Ad inizio 2016 tanti contribuenti hanno avuto una brutta sorpresa. Avevano ricevuto il bonus 80 euro a rate ma si sono viste richiedere indietro – in un’unica soluzione, l’intero ammontare del bonus. Secondo le stime del ministero dell’Economia, 11,7 milioni di contribuenti hanno percepito questo famigerato bonus, ma non si conoscono ancora i numeri di quanti si sono visti decurtare pesantemente il proprio stipendio per restituire la somma percepita a rate.

Su questo punto sta cercando di fare chiarezza il vicepresidente della Camera in quota Forza Italia, Simone Baldelli. Il politico ha presentato un’interrogazione a novembre – che ha poi ripresentato nel mese di marzo – in cui chiede “dati ufficiali” su “quanti siano i beneficiari del bonus di 80 euro e quanti di questi, a causa degli innumerevoli errori dovuti alla compilazione della dichiarazione semplificata dei contribuenti, siano stati costretti a restituire tale bonus“.
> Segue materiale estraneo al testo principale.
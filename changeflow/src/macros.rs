//! Convenience macros for defining changesets.

/// Define a SQL-only changeset.
///
/// # Basic Usage
///
/// ```
/// use changeflow::sql_changeset;
///
/// sql_changeset!(CreateUsersTable, "1", "alice",
///     up: "CREATE TABLE users (id INTEGER PRIMARY KEY, name TEXT NOT NULL)",
///     down: "DROP TABLE users"
/// );
/// ```
///
/// This expands to a unit struct `CreateUsersTable` implementing
/// [`ChangeSet`](crate::changeset::ChangeSet). The `up` SQL is also the
/// changeset's checksum source, so editing it after it was applied fails the
/// next run.
///
/// # Multiple Statements
///
/// ```
/// use changeflow::sql_changeset;
///
/// sql_changeset!(InitialSchema, "1", "alice",
///     up: [
///         "CREATE TABLE users (id INTEGER PRIMARY KEY, name TEXT)",
///         "CREATE TABLE posts (id INTEGER PRIMARY KEY, user_id INTEGER, title TEXT)"
///     ],
///     down: [
///         "DROP TABLE posts",
///         "DROP TABLE users"
///     ]
/// );
/// ```
///
/// Omit `down` for forward-only changesets; rolling one back fails the run.
#[macro_export]
macro_rules! sql_changeset {
    ($name:ident, $id:expr, $author:expr,
        up: [$($up_sql:expr),+ $(,)?],
        down: [$($down_sql:expr),+ $(,)?]
    ) => {
        $crate::__sql_changeset_impl!($name, $id, $author, up: [$($up_sql),+]);

        impl $name {
            fn __down(
                tx: &$crate::sqlite::rusqlite::Transaction,
            ) -> ::std::result::Result<(), $crate::Error> {
                $(tx.execute_batch($down_sql)?;)+
                Ok(())
            }
        }
    };

    ($name:ident, $id:expr, $author:expr,
        up: $up_sql:expr,
        down: $down_sql:expr
    ) => {
        $crate::sql_changeset!($name, $id, $author, up: [$up_sql], down: [$down_sql]);
    };

    ($name:ident, $id:expr, $author:expr,
        up: [$($up_sql:expr),+ $(,)?]
    ) => {
        $crate::__sql_changeset_impl!($name, $id, $author, up: [$($up_sql),+]);

        impl $name {
            fn __down(
                _tx: &$crate::sqlite::rusqlite::Transaction,
            ) -> ::std::result::Result<(), $crate::Error> {
                Err($crate::Error::Engine(format!(
                    "changeset {} by {} does not support rollback",
                    $id, $author
                )))
            }
        }
    };

    ($name:ident, $id:expr, $author:expr,
        up: $up_sql:expr
    ) => {
        $crate::sql_changeset!($name, $id, $author, up: [$up_sql]);
    };
}

/// Internal implementation macro.
#[macro_export]
#[doc(hidden)]
macro_rules! __sql_changeset_impl {
    ($name:ident, $id:expr, $author:expr, up: [$($up_sql:expr),+]) => {
        pub struct $name;

        impl $crate::changeset::ChangeSet for $name {
            fn id(&self) -> String {
                $id.to_string()
            }

            fn author(&self) -> String {
                $author.to_string()
            }

            fn checksum_source(
                &self,
                _resources: &dyn $crate::engine::ResourceAccessor,
            ) -> ::std::result::Result<String, $crate::Error> {
                Ok([$($up_sql),+].join("\n"))
            }

            fn sqlite_up(
                &self,
                tx: &$crate::sqlite::rusqlite::Transaction,
                _resources: &dyn $crate::engine::ResourceAccessor,
            ) -> ::std::result::Result<(), $crate::Error> {
                $(tx.execute_batch($up_sql)?;)+
                Ok(())
            }

            fn sqlite_down(
                &self,
                tx: &$crate::sqlite::rusqlite::Transaction,
                _resources: &dyn $crate::engine::ResourceAccessor,
            ) -> ::std::result::Result<(), $crate::Error> {
                $name::__down(tx)
            }
        }
    };
}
Si sono visti richiedere indietro il bonus i contribuenti che avevano superato la soglia di reddito per ottenere questa detrazione, ma anche soggetti che non hanno corretto errori presenti nel modulo precompilato. Per esempio, in diverse dichiarazioni dei redditi, la dichiarazione riportava che il contribuente non avesse lavorato nel 2014. Azzerando il numero di giorni lavorativi si perdeva come ricorda Baldelli “il diritto a detrazioni e bonus“.